OS CIRCOS E OS VALORES

Clerisvaldo B. Chagas, 4 de outubro de 2024

Escritor Símbolo do Sertão Alagoano

Crônica: 3.141

 



Na década de 60, os circos mais famosos do Brasil, sempre faziam uma temporada em Santana do Ipanema. E os bons círcos sempre se apresentavam de casas cheia. O lugar de armar circos em Santana, era no terreno baldio onde hoje é o Mercado de Cereais, Bairro do Monumento. Depois, passou a ser por trás da Delegacia, quando demoliram a casa da idosa Mirandão e sua frondosa cajarana defronte. Nessas peregrinações pelo sertão de Alagoas, os circos costumavam contratar cantores da terra, como estratégia. Assim os primeiros desses cantores, foram “Cícero de Mariquinha” e “Caçador”. “Cícero de Mariquinha”, a mais bela voz que eu conheci, só encontrava concorrência na voz de “Agnaldo Gaguinho”, que ingressera na banda da polícia. Cícero gostava das canções de Cauby Peixoto, Caçador, de Nelson Gonçalves.

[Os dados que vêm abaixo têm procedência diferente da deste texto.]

//! Transmit pipeline: payload bits to the slot-mapped symbol matrix.

use ndarray::Array2;

use crate::config::SessionParams;
use crate::interleaver::{bit_interleave, channel_interleave};
use crate::ppm::{csm_for_order, insert_csms, slot_map};
use crate::randomizer::randomize_bits;
use crate::trellis::{convolutional_encode, puncture, OuterTrellis};
use crate::turbo::build_information_block;
use crate::utils::bits_to_symbols;

/// Encoder output: the on-air slot matrix plus the intermediate symbol
/// stream kept for reference files and diagnostics.
#[derive(Debug, Clone)]
pub struct EncodedFrame {
    /// One row per transmitted symbol (CSMs included), one column per slot
    pub slot_matrix: Array2<u8>,
    /// The same symbols before slot mapping
    pub symbols: Vec<u16>,
    /// Codewords carrying payload (interleaver fill excluded)
    pub payload_codewords: usize,
    /// Total codewords on air, fill included
    pub total_codewords: usize,
}

/// Encode a payload bit stream.
///
/// Stage order: block framing (CRC + tail, zero padding), outer
/// convolutional encode, puncturing to the session rate, PN randomizer,
/// per-codeword bit interleaver, inner accumulator, symbol grouping,
/// channel interleaver across the codeword stream, CSM insertion, slot
/// mapping.
pub fn encode(payload: &[u8], params: &SessionParams) -> EncodedFrame {
    let trellis = OuterTrellis::new();
    let rate = params.code_rate();
    let info_bits = rate.information_block_bits();
    let capacity = rate.payload_bits();
    let m = params.bits_per_symbol;

    let payload_codewords = payload.len().div_ceil(capacity).max(1);

    // Per-codeword bit processing up to the symbol stream.
    let mut symbols: Vec<u16> =
        Vec::with_capacity(payload_codewords * params.symbols_per_codeword);
    let chunks: Vec<&[u8]> = if payload.is_empty() {
        vec![&[]]
    } else {
        payload.chunks(capacity).collect()
    };
    for chunk in chunks {
        let block = build_information_block(chunk, info_bits);
        let mother = convolutional_encode(&trellis, &block);
        let mut coded = puncture(&mother, rate);
        if params.config.use_randomizer {
            randomize_bits(&mut coded);
        }
        let mut interleaved = bit_interleave(&coded, m);
        if params.config.use_inner_encoder {
            accumulate(&mut interleaved);
        }
        symbols.extend(bits_to_symbols(&interleaved, m));
    }

    // Stream-level processing: channel interleave, CSM framing, slot map.
    let interleaved = channel_interleave(&symbols, params);
    debug_assert_eq!(interleaved.len() % params.symbols_per_codeword, 0);
    let total_codewords = interleaved.len() / params.symbols_per_codeword;
    let framed = insert_csms(&interleaved, params);
    let slot_matrix = slot_map(&framed, params);

    EncodedFrame {
        slot_matrix,
        symbols: framed,
        payload_codewords,
        total_codewords,
    }
}

/// Rate-1 accumulator over a codeword's bit stream: `y[i] = x[i] ^ y[i-1]`,
/// reset at the codeword boundary.
fn accumulate(bits: &mut [u8]) {
    let mut previous = 0u8;
    for b in bits.iter_mut() {
        previous ^= *b;
        *b = previous;
    }
}

/// Calibration pattern: `count` repetitions of `symbol` closed by a single
/// zero terminator, slot-mapped directly without coding. When `framed` is
/// set, CSMs are inserted at codeword boundaries (the stream is padded to a
/// whole number of codewords first).
pub fn calibration_pattern(
    symbol: u16,
    count: usize,
    framed: bool,
    params: &SessionParams,
) -> EncodedFrame {
    let mut symbols = vec![symbol; count];
    symbols.push(0);

    let spc = params.symbols_per_codeword;
    let framed_symbols = if framed {
        let fill = (spc - symbols.len() % spc) % spc;
        symbols.extend(std::iter::repeat(0).take(fill));
        insert_csms(&symbols, params)
    } else {
        symbols
    };

    let codewords = framed_symbols.len() / (spc + csm_for_order(params.ppm_order()).len());
    EncodedFrame {
        slot_matrix: slot_map(&framed_symbols, params),
        symbols: framed_symbols,
        payload_codewords: codewords,
        total_codewords: codewords,
    }
}
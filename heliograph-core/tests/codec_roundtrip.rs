//! Noise-free codec validation: round trips across orders, rates, and
//! pipeline options.

use heliograph_core::config::{CodeRate, SessionConfig, SessionParams};
use heliograph_core::decoder::DecoderSession;
use heliograph_core::encoder::{calibration_pattern, encode};
use heliograph_core::logging::LogConfig;
use heliograph_core::ppm::{csm_for_order, slot_demap, Detected};

use rand::rngs::StdRng;
use rand::{Rng, SeedableRng};

fn random_bits(len: usize, seed: u64) -> Vec<u8> {
    let mut rng = StdRng::seed_from_u64(seed);
    (0..len).map(|_| rng.gen_range(0..=1u8)).collect()
}

fn roundtrip(config: SessionConfig, payload: &[u8]) -> heliograph_core::DecodeOutput {
    let params = SessionParams::new(config).unwrap();
    let frame = encode(payload, &params);
    let mut session = DecoderSession::new(params).with_log_config(LogConfig::quiet());
    session.decode_slot_matrix(&frame.slot_matrix).unwrap()
}

#[test]
fn single_codeword_noise_free() {
    let config = SessionConfig::default(); // 8-PPM, rate 2/3, B=2520, N=2
    let payload = random_bits(config.code_rate.payload_bits(), 2);
    let out = roundtrip(config, &payload);

    assert_eq!(out.bits, payload);
    assert_eq!(out.report.payload_codewords, 1);
    // A clean channel decodes on the first turbo iteration.
    assert_eq!(out.report.iterations_used, vec![1]);
    assert!(out.report.uncorrectable_codewords.is_empty());
}

#[test]
fn multi_codeword_payload_reassembles_in_order() {
    let config = SessionConfig::default();
    let capacity = config.code_rate.payload_bits();
    let payload = random_bits(capacity * 3 + 1234, 3);
    let out = roundtrip(config, &payload);

    assert_eq!(out.report.payload_codewords, 4);
    assert_eq!(&out.bits[..payload.len()], &payload[..]);
    // Padding decodes as zeros.
    assert!(out.bits[payload.len()..].iter().all(|&b| b == 0));
}

#[test]
fn all_code_rates_round_trip() {
    for rate in [CodeRate::OneThird, CodeRate::OneHalf, CodeRate::TwoThirds] {
        let config = SessionConfig {
            code_rate: rate,
            ..SessionConfig::default()
        };
        let payload = random_bits(4000, 5);
        let out = roundtrip(config, &payload);
        assert_eq!(&out.bits[..payload.len()], &payload[..], "rate {rate}");
        assert!(out.report.uncorrectable_codewords.is_empty(), "rate {rate}");
    }
}

#[test]
fn other_ppm_orders_round_trip() {
    for (order, b, n) in [(4usize, 3780usize, 2usize), (16, 1890, 2), (64, 2520, 2)] {
        let config = SessionConfig {
            ppm_order: order,
            b_interleaver: b,
            n_interleaver: n,
            ..SessionConfig::default()
        };
        let payload = random_bits(2500, order as u64);
        let out = roundtrip(config, &payload);
        assert_eq!(&out.bits[..payload.len()], &payload[..], "M = {order}");
    }
}

#[test]
fn randomizer_and_inner_encoder_are_optional() {
    for (use_randomizer, use_inner_encoder) in [(false, true), (true, false), (false, false)] {
        let config = SessionConfig {
            use_randomizer,
            use_inner_encoder,
            ..SessionConfig::default()
        };
        let payload = random_bits(3000, 7);
        let out = roundtrip(config, &payload);
        assert_eq!(
            &out.bits[..payload.len()],
            &payload[..],
            "randomizer={use_randomizer} inner={use_inner_encoder}"
        );
        if !use_inner_encoder {
            // Nothing to iterate against without the inner code.
            assert!(out.report.iterations_used.iter().all(|&i| i == 1));
        }
    }
}

#[test]
fn calibration_pattern_marks_column_one() {
    // 1890 copies of symbol 1 and a zero terminator, mapped without coding.
    let params = SessionParams::new(SessionConfig {
        use_randomizer: false,
        ..SessionConfig::default()
    })
    .unwrap();
    let frame = calibration_pattern(1, 1890, false, &params);

    for (i, row) in frame.slot_matrix.rows().into_iter().enumerate() {
        let expected_column = if i < 1890 { 1 } else { 0 };
        assert_eq!(row[expected_column], 1, "row {i}");
        assert_eq!(row.iter().map(|&v| v as usize).sum::<usize>(), 1);
    }

    // Demapping the slot matrix recovers the pattern exactly.
    let detected = slot_demap(&frame.slot_matrix, &params);
    for (i, d) in detected.iter().enumerate() {
        let expected = if i < 1890 { 1 } else { 0 };
        assert_eq!(*d, Detected::Pulse(expected));
    }
}

#[test]
fn framed_calibration_pattern_carries_csms() {
    let params = SessionParams::new(SessionConfig::default()).unwrap();
    let frame = calibration_pattern(1, 1890, true, &params);
    let csm = csm_for_order(params.ppm_order());
    assert_eq!(&frame.symbols[..csm.len()], csm);
    assert_eq!(
        frame.symbols.len() % (params.symbols_per_codeword + csm.len()),
        0
    );
}

#[test]
fn puncturing_shortens_output_and_stays_lossless() {
    // The same payload at rates 1/3 and 1/2: the punctured stream carries
    // fewer codewords for the same information, and both decode exactly.
    let payload = random_bits(CodeRate::OneThird.payload_bits() * 2, 11);

    let third = SessionConfig {
        code_rate: CodeRate::OneThird,
        ..SessionConfig::default()
    };
    let half = SessionConfig {
        code_rate: CodeRate::OneHalf,
        ..SessionConfig::default()
    };

    let params_third = SessionParams::new(third.clone()).unwrap();
    let params_half = SessionParams::new(half.clone()).unwrap();
    let frame_third = encode(&payload, &params_third);
    let frame_half = encode(&payload, &params_half);

    // Two blocks at rate 1/3, and the same bits fit in two at rate 1/2.
    assert_eq!(frame_third.payload_codewords, 2);
    assert_eq!(frame_half.payload_codewords, 2);
    // Every codeword is 15120 coded bits regardless of rate: the mother
    // stream was 3k bits, punctured by 2/3 for rate 1/2.
    assert_eq!(
        frame_third.slot_matrix.nrows(),
        frame_half.slot_matrix.nrows()
    );

    let out_third = roundtrip(third, &payload);
    let out_half = roundtrip(half, &payload);
    assert_eq!(&out_third.bits[..payload.len()], &payload[..]);
    assert_eq!(&out_half.bits[..payload.len()], &payload[..]);
}
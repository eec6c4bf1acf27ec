//! Heliograph error types with granular categories

use thiserror::Error;

/// Top-level error type for all Heliograph operations
#[derive(Debug, Error)]
pub enum HeliographError {
    #[error("Configuration error: {0}")]
    Config(#[from] ConfigError),

    #[error("Demodulator error: {0}")]
    Demodulator(#[from] DemodulatorError),

    #[error("Frame sync error: {0}")]
    FrameSync(#[from] FrameSyncError),

    #[error("Decoder error: {0}")]
    Decoder(#[from] DecoderError),
}

/// Session configuration errors, refused at construction
#[derive(Debug, Error)]
pub enum ConfigError {
    #[error("Invalid PPM order: {order} (must be a power of two in 4..=256)")]
    InvalidPpmOrder { order: usize },

    #[error("Interleaver product B*N = {product} is not a multiple of {symbols_per_codeword} symbols per codeword")]
    InterleaverNotAligned {
        product: usize,
        symbols_per_codeword: usize,
    },

    #[error("Interleaver parameters must be positive: B={b}, N={n}")]
    InterleaverZero { b: usize, n: usize },

    #[error("Invalid slot length: {seconds} s (must be finite and > 0)")]
    InvalidSlotLength { seconds: f64 },

    #[error("Guard slot count {guards} inconsistent with slots per symbol {slots_per_symbol}")]
    GuardSlotMismatch {
        guards: usize,
        slots_per_symbol: usize,
    },

    #[error("Turbo iteration limit must be >= 1")]
    ZeroIterations,
}

/// Demodulator errors
#[derive(Debug, Error)]
pub enum DemodulatorError {
    #[error("Timestamp stream is empty")]
    EmptyStream,

    #[error("Timestamp stream not monotonic at index {index}: {previous} s followed by {current} s")]
    NonMonotonic {
        index: usize,
        previous: f64,
        current: f64,
    },
}

/// Frame synchronization errors; these abort the session
#[derive(Debug, Error)]
pub enum FrameSyncError {
    #[error("Found {found} CSM(s), need at least 2 to bound a codeword")]
    TooFewMarkers { found: usize },

    #[error("Implausible CSM spacing: {actual} symbols where {expected} +/- {tolerance} expected")]
    ImplausibleSpacing {
        actual: usize,
        expected: usize,
        tolerance: usize,
    },

    #[error("Symbol stream too short for correlation: {symbols} symbols, CSM is {csm_len}")]
    StreamTooShort { symbols: usize, csm_len: usize },
}

/// Decoder errors
#[derive(Debug, Error)]
pub enum DecoderError {
    #[error("All {codewords} codeword(s) failed CRC after {iterations} iterations")]
    AllCodewordsFailed {
        codewords: usize,
        iterations: usize,
    },

    #[error("Slot matrix has {cols} columns, session expects {expected}")]
    SlotMatrixShape { cols: usize, expected: usize },

    #[error("Deinterleaved stream holds {symbols} symbols, not enough for one codeword of {symbols_per_codeword}")]
    StreamTooShort {
        symbols: usize,
        symbols_per_codeword: usize,
    },
}

/// Result type alias for Heliograph operations
pub type Result<T> = std::result::Result<T, HeliographError>;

E ainda estudante do Ginásio Santana, eu via os colegas “Omir” e “Sebastião das Queimadas” (originário do sítio Queimadas) brilharem como valores da terra nos circos que chegavam. Um tocava trombone, outro cantava, ambos também funcionários do Banco da Produção do Estado de Alagoas – PRODUBAN. Lembro-me  que estava sempre pedindo para que o Omir cantasse alguma canção, quando estávamos juntos. Ele gostava das músicas: “Você Fez Coisa” e ..... “Hoje a notícia correu”. Lembro também que pelo dia saía nas ruas o palhaço pernas-de-pau, anunciando o espetáculo noturno, seguido por meninada que fazia coro sob seu comando. Lá na frente, não era mais o pernas-de-pau, mas sim um novo tipo de palhaçada: o comediante montado num jegue, voltado para trás e seguido pela multidão de adolescentes que ficavam com o braço marcado para entrarem sem pagar, no circo.

Os circos em nossa cidade sempre foram apoteóticos. Apesar dos atrasos das tecnologias da época, sempre tínhamos divertimentos como os grandes bailes do Tênis Club, o Guerreiro, o futebol, os banhos do rio Ipanema, o encontro de violeiros repentistas, o Cassimiro-Coco, o cinema, o teatro...  Mas, a chegada da televisão acabou com tudo. Os circos desapareceram. Mas por andam os colegas artistas Omir e Sebastião? Bem que nós, humanos estamos novamente precisando de circos, circos e mais circos, concorda?